Um es deutlich zu sagen: Nicht die Maus ist Schuld an den zum Teil vernichtenden Urteilen der Wissenschaftler. Sondern der Mensch und sein Hang zur Bequemlichkeit und Schludrigkeit. Eine "mangelhafte Qualität" und Fehlinterpretationen bescheinigt der Alzheimer- Forscher Mathias Jucker vom Hertie-Institut für klinische Hirnforschung der Universität Tübingen vielen Maus-Studien. Von "überoptimistischen Schlussfolgerungen aus methodisch fragwürdigen Tierstudien" spricht ein Team um den niederländischen Neurologen Bart van der Worp.

"Qualitativ gute Mausstudien sind aufwendig und teuer", sagt Jucker. Daher versuchen es viele Labore auf dem einfachen Weg - etwa, indem sie nur männliche Tiere benutzen. Deren Physiologie ist viel berechenbarer als die der Weibchen, bei denen Forscher immer wieder prüfen müssen, in welchem Zyklus-Stadium sich die Maus gerade befindet. Unlösbar ist dieses Problem nicht - es bedeutet nur mehr Versuche an mehr Tieren und eine aufwendigere Auswertung. Das ist bedenklich, weil man von vielen Krankheiten, etwa des Herz-Kreislauf-Systems, um geschlechtsspezifische Unterschiede beim Menschen weiß.

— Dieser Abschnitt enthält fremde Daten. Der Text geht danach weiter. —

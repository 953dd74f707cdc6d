use rand::rngs::StdRng;
use rand::{Rng, SeedableRng};
use starfall_engine::coords::{Vec2, Viewport};

use crate::config::{BackgroundMode, StarfieldConfig};
use crate::effects::TiltEffect;
use crate::motion::{HueCycle, Rotation};
use crate::pointer::PointerState;
use crate::star::Star;
use crate::surface::{BoundElements, DrawSurface};

/// Whether the caller should schedule another frame.
#[derive(Debug, Copy, Clone, Eq, PartialEq)]
pub enum FrameStatus {
    Continue,
    Stopped,
}

/// All animated state for one mounted view.
///
/// Created active by [`RenderLoop::activate`]; [`RenderLoop::deactivate`]
/// stops it for good. A remount builds a fresh loop.
pub struct RenderLoop<R = StdRng> {
    config: StarfieldConfig,
    viewport: Viewport,
    stars: Vec<Star>,
    pointer: PointerState,
    rotation: Rotation,
    hue: HueCycle,
    active: bool,
    frames: u64,
    rng: R,
}

impl RenderLoop<StdRng> {
    /// Binds to `viewport` and samples the star set. Uses `config.seed` when
    /// present, OS entropy otherwise.
    pub fn activate(config: StarfieldConfig, viewport: Viewport) -> Self {
        let rng = match config.seed {
            Some(seed) => StdRng::seed_from_u64(seed),
            None => StdRng::from_os_rng(),
        };
        Self::with_rng(config, viewport, rng)
    }
}

impl<R: Rng> RenderLoop<R> {
    pub fn with_rng(config: StarfieldConfig, viewport: Viewport, mut rng: R) -> Self {
        let stars = (0..config.star_count)
            .map(|_| Star::sample(&mut rng, viewport, &config.star_size))
            .collect();

        log::info!(
            "starfield activated: {} stars on {}x{}",
            config.star_count,
            viewport.width,
            viewport.height
        );

        Self {
            config,
            viewport,
            stars,
            pointer: PointerState::default(),
            rotation: Rotation::default(),
            hue: HueCycle::default(),
            active: true,
            frames: 0,
            rng,
        }
    }

    /// Viewport-relative pixel position. Ignored once deactivated.
    pub fn pointer_moved(&mut self, x: f32, y: f32) {
        if !self.active {
            return;
        }
        self.pointer = PointerState::from_viewport_position(x, y, self.viewport);
    }

    /// Resynchronizes the surface size. Stars keep their sampled offsets and
    /// depths; only recycled stars pick up the new far plane.
    pub fn resized(&mut self, viewport: Viewport) {
        if !self.active {
            return;
        }
        log::debug!("starfield resized to {}x{}", viewport.width, viewport.height);
        self.viewport = viewport;
    }

    pub fn deactivate(&mut self) {
        if self.active {
            log::info!("starfield deactivated after {} frames", self.frames);
        }
        self.active = false;
    }

    /// Paints one frame and pushes descriptors to the bound elements.
    pub fn frame<S>(&mut self, now_ms: f64, surface: &mut S, elements: BoundElements<'_>) -> FrameStatus
    where
        S: DrawSurface + ?Sized,
    {
        if !self.active {
            return FrameStatus::Stopped;
        }

        surface.clear();
        if let BackgroundMode::Opaque(color) = self.config.background {
            surface.fill_rect(self.viewport.bounds(), color);
        }

        self.paint_stars(surface);

        self.rotation.advance(&mut self.rng);
        self.hue.advance(&mut self.rng);

        let color = self.hue.color();
        if let Some(logo) = elements.logo {
            let effect = TiltEffect::LOGO;
            let transform = effect.transform(self.pointer, self.rotation.angles, now_ms);
            logo.apply(&transform, &effect.style(color));
        }
        if let Some(caption) = elements.caption {
            let effect = TiltEffect::CAPTION;
            let transform = effect.transform(self.pointer, self.rotation.angles, now_ms);
            caption.apply(&transform, &effect.style(color));
        }

        self.frames += 1;
        log::trace!("frame {} hue {:.1}", self.frames, self.hue.hue());

        FrameStatus::Continue
    }

    fn paint_stars<S: DrawSurface + ?Sized>(&mut self, surface: &mut S) {
        let vp = self.viewport;
        let center = vp.center();
        let parallax = Vec2::new(
            self.pointer.x * self.config.parallax_strength,
            self.pointer.y * self.config.parallax_strength,
        );

        for star in &mut self.stars {
            star.advance(self.config.depth_step, vp.width);

            let k = star.scale(self.config.focal_length);
            // A zero-width surface recycles stars to z = 0.
            if !k.is_finite() {
                continue;
            }

            let p = star.project(k, center) + parallax;
            if self.config.cull_offscreen && !vp.contains_inclusive(p) {
                continue;
            }
            surface.fill_circle(p, star.size * k, self.config.star_color);
        }
    }

    pub fn is_active(&self) -> bool {
        self.active
    }

    pub fn stars(&self) -> &[Star] {
        &self.stars
    }

    pub fn viewport(&self) -> Viewport {
        self.viewport
    }

    pub fn pointer(&self) -> PointerState {
        self.pointer
    }

    pub fn rotation(&self) -> &Rotation {
        &self.rotation
    }

    pub fn hue(&self) -> f32 {
        self.hue.hue()
    }

    pub fn config(&self) -> &StarfieldConfig {
        &self.config
    }
}

#[cfg(test)]
mod tests {
    use super::*;
    use crate::effects::{ElementStyle, ElementTransform};
    use crate::surface::VisualElement;
    use starfall_engine::coords::Rect;
    use starfall_engine::paint::Color;

    #[derive(Debug, PartialEq)]
    enum Op {
        Clear,
        Rect(Rect, Color),
        Circle(Vec2, f32, Color),
    }

    #[derive(Default)]
    struct RecordingSurface {
        ops: Vec<Op>,
    }

    impl RecordingSurface {
        fn circles(&self) -> Vec<(Vec2, f32)> {
            self.ops
                .iter()
                .filter_map(|op| match op {
                    Op::Circle(c, r, _) => Some((*c, *r)),
                    _ => None,
                })
                .collect()
        }
    }

    impl DrawSurface for RecordingSurface {
        fn clear(&mut self) {
            self.ops.clear();
            self.ops.push(Op::Clear);
        }
        fn fill_rect(&mut self, rect: Rect, color: Color) {
            self.ops.push(Op::Rect(rect, color));
        }
        fn fill_circle(&mut self, center: Vec2, radius: f32, color: Color) {
            self.ops.push(Op::Circle(center, radius, color));
        }
    }

    #[derive(Default)]
    struct Captured {
        last: Option<(ElementTransform, ElementStyle)>,
    }

    impl VisualElement for Captured {
        fn apply(&mut self, transform: &ElementTransform, style: &ElementStyle) {
            self.last = Some((*transform, style.clone()));
        }
    }

    fn seeded(config: StarfieldConfig, w: f32, h: f32) -> RenderLoop {
        RenderLoop::activate(config.with_seed(9), Viewport::new(w, h))
    }

    #[test]
    fn depth_stays_in_range_and_count_is_fixed() {
        let mut rl = seeded(StarfieldConfig::interactive(), 800.0, 600.0);
        let mut surface = RecordingSurface::default();

        for _ in 0..2000 {
            assert_eq!(rl.frame(0.0, &mut surface, BoundElements::none()), FrameStatus::Continue);
            assert_eq!(rl.stars().len(), 300);
            assert!(rl.stars().iter().all(|s| s.z > 0.0 && s.z <= 800.0));
            assert!((0.0..360.0).contains(&rl.hue()));
        }
        // No culling: every star paints every frame.
        assert_eq!(surface.circles().len(), 300);
    }

    #[test]
    fn single_star_projects_through_center() {
        let config = StarfieldConfig::interactive()
            .with_star_count(0)
            .with_depth_step(2.0)
            .with_parallax(0.0);
        let mut rl = seeded(config, 800.0, 600.0);
        rl.stars.push(Star { x: 100.0, y: 50.0, z: 1.0, size: 1.0 });

        let mut surface = RecordingSurface::default();
        rl.frame(0.0, &mut surface, BoundElements::none());

        assert_eq!(rl.stars()[0].z, 800.0);
        let circles = surface.circles();
        assert_eq!(circles.len(), 1);
        let (c, r) = circles[0];
        assert!((c.x - 416.0).abs() < 1e-3);
        assert!((c.y - 308.0).abs() < 1e-3);
        assert!((r - 0.16).abs() < 1e-6);
    }

    #[test]
    fn parallax_shifts_by_pointer_deflection() {
        let config = StarfieldConfig::interactive().with_star_count(0);
        let mut rl = seeded(config, 800.0, 600.0);
        rl.stars.push(Star { x: 0.0, y: 0.0, z: 400.0, size: 1.0 });
        rl.pointer_moved(800.0, 0.0);
        assert_eq!(rl.pointer(), PointerState { x: 1.0, y: -1.0 });

        let mut surface = RecordingSurface::default();
        rl.frame(0.0, &mut surface, BoundElements::none());
        let (c, _) = surface.circles()[0];
        assert_eq!(c, Vec2::new(430.0, 270.0));
    }

    #[test]
    fn standalone_fills_background_and_culls() {
        let config = StarfieldConfig::standalone().with_star_count(0);
        let mut rl = seeded(config, 200.0, 100.0);
        rl.stars.push(Star { x: 90.0, y: 0.0, z: 20.0, size: 1.0 });
        rl.stars.push(Star { x: 1.0, y: 1.0, z: 150.0, size: 1.0 });

        let mut surface = RecordingSurface::default();
        rl.frame(0.0, &mut surface, BoundElements::none());

        assert_eq!(surface.ops[0], Op::Clear);
        assert_eq!(surface.ops[1], Op::Rect(Rect::new(0.0, 0.0, 200.0, 100.0), Color::black()));
        // 90 * 128/18 lands far right of the surface.
        assert_eq!(surface.circles().len(), 1);
    }

    #[test]
    fn transparent_background_only_clears() {
        let config = StarfieldConfig::interactive().with_star_count(0);
        let mut rl = seeded(config, 100.0, 100.0);
        let mut surface = RecordingSurface::default();
        rl.frame(0.0, &mut surface, BoundElements::none());
        assert_eq!(surface.ops, vec![Op::Clear]);
    }

    #[test]
    fn resize_keeps_stars_and_moves_far_plane() {
        let mut rl = seeded(StarfieldConfig::interactive(), 800.0, 600.0);
        let before: Vec<(f32, f32, f32)> = rl.stars().iter().map(|s| (s.x, s.y, s.size)).collect();

        rl.resized(Viewport::new(100.0, 100.0));
        assert_eq!(rl.viewport(), Viewport::new(100.0, 100.0));

        // Depths are not clamped to the new width; deep stars drain out as
        // they recycle.
        let mut surface = RecordingSurface::default();
        rl.frame(0.0, &mut surface, BoundElements::none());
        assert!(rl.stars().iter().any(|s| s.z > 100.0));

        for _ in 0..600 {
            rl.frame(0.0, &mut surface, BoundElements::none());
        }
        let after: Vec<(f32, f32, f32)> = rl.stars().iter().map(|s| (s.x, s.y, s.size)).collect();
        assert_eq!(before, after);
        assert!(rl.stars().iter().all(|s| s.z <= 100.0));
    }

    #[test]
    fn deactivated_loop_stops_and_ignores_input() {
        let mut rl = seeded(StarfieldConfig::interactive(), 800.0, 600.0);
        rl.deactivate();
        assert!(!rl.is_active());

        rl.pointer_moved(0.0, 0.0);
        rl.resized(Viewport::new(10.0, 10.0));
        assert_eq!(rl.pointer(), PointerState::default());
        assert_eq!(rl.viewport(), Viewport::new(800.0, 600.0));

        let mut surface = RecordingSurface::default();
        assert_eq!(rl.frame(0.0, &mut surface, BoundElements::none()), FrameStatus::Stopped);
        assert!(surface.ops.is_empty());
    }

    #[test]
    fn bound_elements_receive_descriptors() {
        let mut rl = seeded(StarfieldConfig::interactive().with_star_count(3), 800.0, 600.0);
        let mut logo = Captured::default();
        let mut caption = Captured::default();
        let mut surface = RecordingSurface::default();

        let now = 500.0;
        let elements = BoundElements::none().with_logo(&mut logo).with_caption(&mut caption);
        rl.frame(now, &mut surface, elements);

        let (t, style) = logo.last.expect("logo applied");
        assert_eq!(t.scale, 1.0 + (now / 1000.0).sin() as f32 * 0.05);
        assert_eq!(t.rotate_x, rl.rotation().angles.x);
        assert_eq!(t.rotate_z, Some(rl.rotation().angles.z));
        assert_eq!(style.glow.len(), 1);
        assert_eq!(style.glow[0].color.hue, rl.hue());

        let (t, style) = caption.last.expect("caption applied");
        assert_eq!(t.scale, 1.0 + (now / 800.0).sin() as f32 * 0.03);
        assert_eq!((t.rotate_x, t.rotate_y, t.rotate_z), (0.0, 0.0, None));
        assert_eq!(style.text_color.map(|c| c.hue), Some(rl.hue()));
        assert_eq!(style.glow.iter().map(|l| l.blur).collect::<Vec<_>>(), vec![25.0, 50.0, 70.0]);
    }

    #[test]
    fn absent_elements_are_skipped() {
        let mut rl = seeded(StarfieldConfig::interactive(), 800.0, 600.0);
        let mut caption = Captured::default();
        let mut surface = RecordingSurface::default();
        let status = rl.frame(0.0, &mut surface, BoundElements::none().with_caption(&mut caption));
        assert_eq!(status, FrameStatus::Continue);
        assert!(caption.last.is_some());
    }

    #[test]
    fn zero_sized_surface_paints_nothing() {
        let mut rl = seeded(StarfieldConfig::interactive(), 0.0, 0.0);
        let mut surface = RecordingSurface::default();
        assert_eq!(rl.frame(0.0, &mut surface, BoundElements::none()), FrameStatus::Continue);
        assert!(surface.circles().is_empty());
    }

    #[test]
    fn same_seed_same_field() {
        let a = seeded(StarfieldConfig::standalone(), 640.0, 480.0);
        let b = seeded(StarfieldConfig::standalone(), 640.0, 480.0);
        assert_eq!(a.stars(), b.stars());
    }
}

Wenn schon die geschlechtlichen Unterschiede so wenig Aufmerksamkeit erfahren, wie sieht es dann mit weniger offensichtlichen Merkmalen aus? Mit der genetischen Ausstattung zum Beispiel? Einmal angenommen, ein Forscher bestellt bei einem Kollegen eines anderen Labors eine Maus mit einer bestimmten genetischen Veränderung. Wenige Tage später trifft das Tier bei ihm ein, und er startet seine Experimente. Verlässt er sich ohne Überprüfung darauf, dass der Kollege ihm nicht aus Versehen das falsche Tier geschickt hat und dass die gewünschte Mutation nicht plötzlich durch eine erneute Mutation wieder verschwunden ist? In diesem Fall wäre "methodisch fragwürdig" ein sehr zurückhaltendes Urteil über die Qualität der Studie. "Wir überprüfen vor den Versuchen, ob wir mit den richtigen Tieren arbeiten und ob sich ihr Erbgut unbemerkt verändert hat", sagt Martin Hrabé de Angelis. Er ist Direktor der Deutschen Mausklinik in München, dem bundesweit größten Labor für Modellmäuse. Überall verbindlich sind derartige Tests jedoch nicht.

Lässt sich angesichts der harschen Kritik der Nutzen der Labormaus noch rechtfertigen? Die biomedizinische Forschung braucht Modelltiere, und die Kritik, die nun an Maus-Studien laut geworden ist, trifft auch auf jedes andere Modelltier zu. Also bleibt nur, die Forscher zu mehr Sorgfalt zu erziehen. Jucker fordert für Maus-Studien ähnliche Standards, wie sie für klinische Studien am Menschen üblich sind. Demnach müssten die Tiere zufällig der Wirkstoff- oder der Kontrollgruppe zugeteilt werden, auch die Experimentatoren dürften die Zuteilung nicht kennen; "randomisiert und doppelblind" heißen diese Qualitätskriterien in klinischen Studien.

Um zuverlässige Ergebnisse zu erhalten, müssten außerdem mehr Mäuse pro Versuch verwendet werden. Bislang, so vermutet Jucker, werde manchmal die Anzahl der Tiere wohl exakt so gewählt, dass ein positives Studienergebnis gesichert sei. Vor allem für Fragestellungen, bei denen das Alter des Patienten eine Rolle spielt, etwa bei Alzheimer, müssten Wissenschaftler auch ältere Tiere einbeziehen. Schließlich müssten all diese Punkte in den Veröffentlichungen dargelegt werden, damit Kollegen die Qualität einer Maus-Studie beurteilen können.

Jucker ahnt, welche Konsequenz all seine Forderungen haben können: "Gäbe es für Tierstudien ebenso strenge Auflagen wie für klinische Studien am Menschen, hätten wahrscheinlich 90 Prozent aller Maus-Studien kein positives Ergebnis."